The first ‘Net Metering’ license in the country was also issued to the National Assembly by the National Electric Power Regulatory Authority. A Net Metering system helps in delivering and adding surplus production of energy to the national grid. The project is also environment friendly because it reduces emissions of hazardous gases.
The solar project was launched by Chinese President Xi Jinping and Prime Minister Nawaz Sharif during the former’s visit to Pakistan last year. Even though the Israeli parliament also generates its own solar power but only 10 pc of its energy needs are met through solar electricity.
Another big project was The Quaid-e –Azam Solar Park. The first 100 MW project was owned 100% by the Quaid e Azam Solar Power Pvt. Ltd, 100% owned by the Government of Punjab. The project was purely in IPP mode and the financing was obtained from a local bank the Bank of Punjab. The turnkey contractor for the project is TBEA Xinjiang Sun Oasis Co. Ltd. The installation of the plant was completed within a record time of 3 months (Nov 2014 to Jan 2015), and it is currently under testing and commissioning.
The 100 MW solar power plant consists of the PV area and a 100 MVA substation. The electrical output is being connected to a 132kV transmission line that runs through the Solar Park. Currently the transmission line has a capacity of up to 400 MW and the utility company is in the process of upgrading its capacity to 1,000 MW.
The project started generating 100 MW of power in April 2015 and 1,000 MW by the end of 2016. The project comprises 400,000 solar panels and was built for a cost of about $131 million. Once completed, the project will generate more than the current 550 MW installed capacity in the Topaz Solar Farm and the Desert Sunlight Solar Farm in California. The project’s expected completion in 2016 would make it the largest photovoltaic power station.
The government has invited investors to invest here for the balance 900 megawatts, in which several local and international companies will establish projects. Several domestic and international investors have been granted LOIs to start the process of establishment of solar plants on IPP (independent power producer) basis.
The Government of Pakistan announced a new upfront feed in tariff for solar power plants in January 2015, where the investors will be able to sell electricity to the national grid at between 14 to 15 US cents per kWh. The announcement of this tariff and the completion of the first 100 MW at Bahawalpur has caused a great interest on the part of investors.
Pakistan aims to reduce its reliance on hydrocarbons, especially imported coal, oil and gas, to around 60 per cent by 2025 from the present 87pc. The country has a target to produce 10pc of its total energy mix from renewable sources (excluding hydro-power, which already constitutes 15pc of the total energy mix). The current generation from renewable energy is around 1-2pc.

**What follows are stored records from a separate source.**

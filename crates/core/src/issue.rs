use std::collections::HashMap;

use chrono::{DateTime, Utc};
use serde::{Deserialize, Serialize};
use sha2::{Digest, Sha256};
use uuid::Uuid;

use crate::error::CoreError;
use crate::severity::Severity;

/// Metadata key under which the affected resource is kept.
pub const RESOURCE_KEY: &str = "resource";

/// A detected operational condition that may need remediation.
///
/// Issues are produced by external detectors and never mutated after
/// construction; the engine shares them behind `Arc`.
#[derive(Debug, Clone, PartialEq, Serialize, Deserialize)]
pub struct Issue {
    /// Unique identifier of this occurrence.
    pub id: String,
    /// Stable hash of the issue type and the affected resource.
    pub signature: String,
    /// Issue category used to look up applicable actions (e.g. `high_cpu_usage`).
    pub category: String,
    /// Detected severity.
    pub severity: Severity,
    /// When the detector observed the issue.
    pub detected_at: DateTime<Utc>,
    /// Free-form detector metadata.
    #[serde(default)]
    pub metadata: HashMap<String, serde_json::Value>,
}

impl Issue {
    /// Create an issue with a generated id and the current time.
    pub fn new(
        signature: impl Into<String>,
        category: impl Into<String>,
        severity: Severity,
    ) -> Self {
        Self {
            id: Uuid::now_v7().to_string(),
            signature: signature.into(),
            category: category.into(),
            severity,
            detected_at: Utc::now(),
            metadata: HashMap::new(),
        }
    }

    /// Attach a metadata value.
    #[must_use]
    pub fn with_metadata(mut self, key: impl Into<String>, value: serde_json::Value) -> Self {
        self.metadata.insert(key.into(), value);
        self
    }

    /// The affected resource, when the detector reported one.
    pub fn resource(&self) -> Option<&str> {
        self.metadata
            .get(RESOURCE_KEY)
            .and_then(serde_json::Value::as_str)
    }
}

/// An issue event as submitted by a detector.
///
/// Only `category` and `severity` are mandatory; the signature may be derived
/// from `resource`.
#[derive(Debug, Clone, Serialize, Deserialize)]
pub struct IssueReport {
    #[serde(default)]
    pub id: Option<String>,
    #[serde(default)]
    pub signature: Option<String>,
    #[serde(default)]
    pub resource: Option<String>,
    pub category: String,
    pub severity: Severity,
    #[serde(default)]
    pub detected_at: Option<DateTime<Utc>>,
    #[serde(default)]
    pub metadata: HashMap<String, serde_json::Value>,
}

impl IssueReport {
    /// Validate the report and turn it into an [`Issue`].
    pub fn into_issue(self) -> Result<Issue, CoreError> {
        let category = self.category.trim().to_owned();
        if category.is_empty() {
            return Err(CoreError::InvalidIssue("category must not be empty".into()));
        }

        let resource = self
            .resource
            .map(|r| r.trim().to_owned())
            .filter(|r| !r.is_empty());

        let signature = match self.signature.filter(|s| !s.trim().is_empty()) {
            Some(signature) => signature,
            None => {
                let Some(resource) = resource.as_deref() else {
                    return Err(CoreError::InvalidIssue(
                        "either signature or resource is required".into(),
                    ));
                };
                compute_signature(&category, resource)
            }
        };

        let mut metadata = self.metadata;
        if let Some(resource) = resource {
            metadata
                .entry(RESOURCE_KEY.to_owned())
                .or_insert(serde_json::Value::String(resource));
        }

        Ok(Issue {
            id: self
                .id
                .filter(|id| !id.is_empty())
                .unwrap_or_else(|| Uuid::now_v7().to_string()),
            signature,
            category,
            severity: self.severity,
            detected_at: self.detected_at.unwrap_or_else(Utc::now),
            metadata,
        })
    }
}

impl TryFrom<IssueReport> for Issue {
    type Error = CoreError;

    fn try_from(report: IssueReport) -> Result<Self, Self::Error> {
        report.into_issue()
    }
}

/// Compute the stable signature for an issue category on a resource.
///
/// Returns the hex SHA-256 of `category`, a NUL separator, and `resource`.
pub fn compute_signature(category: &str, resource: &str) -> String {
    let mut hasher = Sha256::new();
    hasher.update(category.as_bytes());
    hasher.update([0u8]);
    hasher.update(resource.as_bytes());
    hex::encode(hasher.finalize())
}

While Pakistan contributes less than 1pc to global Green House Gas (GHG) output, the country’s carbon emissions are growing by 3.9pc a year. Climatologist Qamar-uz-Zaman Chaudhry, the UN secretary general’s special advisor for Asia with the World Meteorological Organisation (WMO) said that “by 2020 it will spew out 650 million tonnes of Co2e (carbon dioxide equivalent) if the current trend continues.
Meanwhile an energy conservation bill has been presented in parliament day before yesterday, and that bill got severe criticism. One of the reasonable view was “On the face of it, it’s a good initiative, but, it seems the government is only interested in the passage of the bill rather than its actual objective.”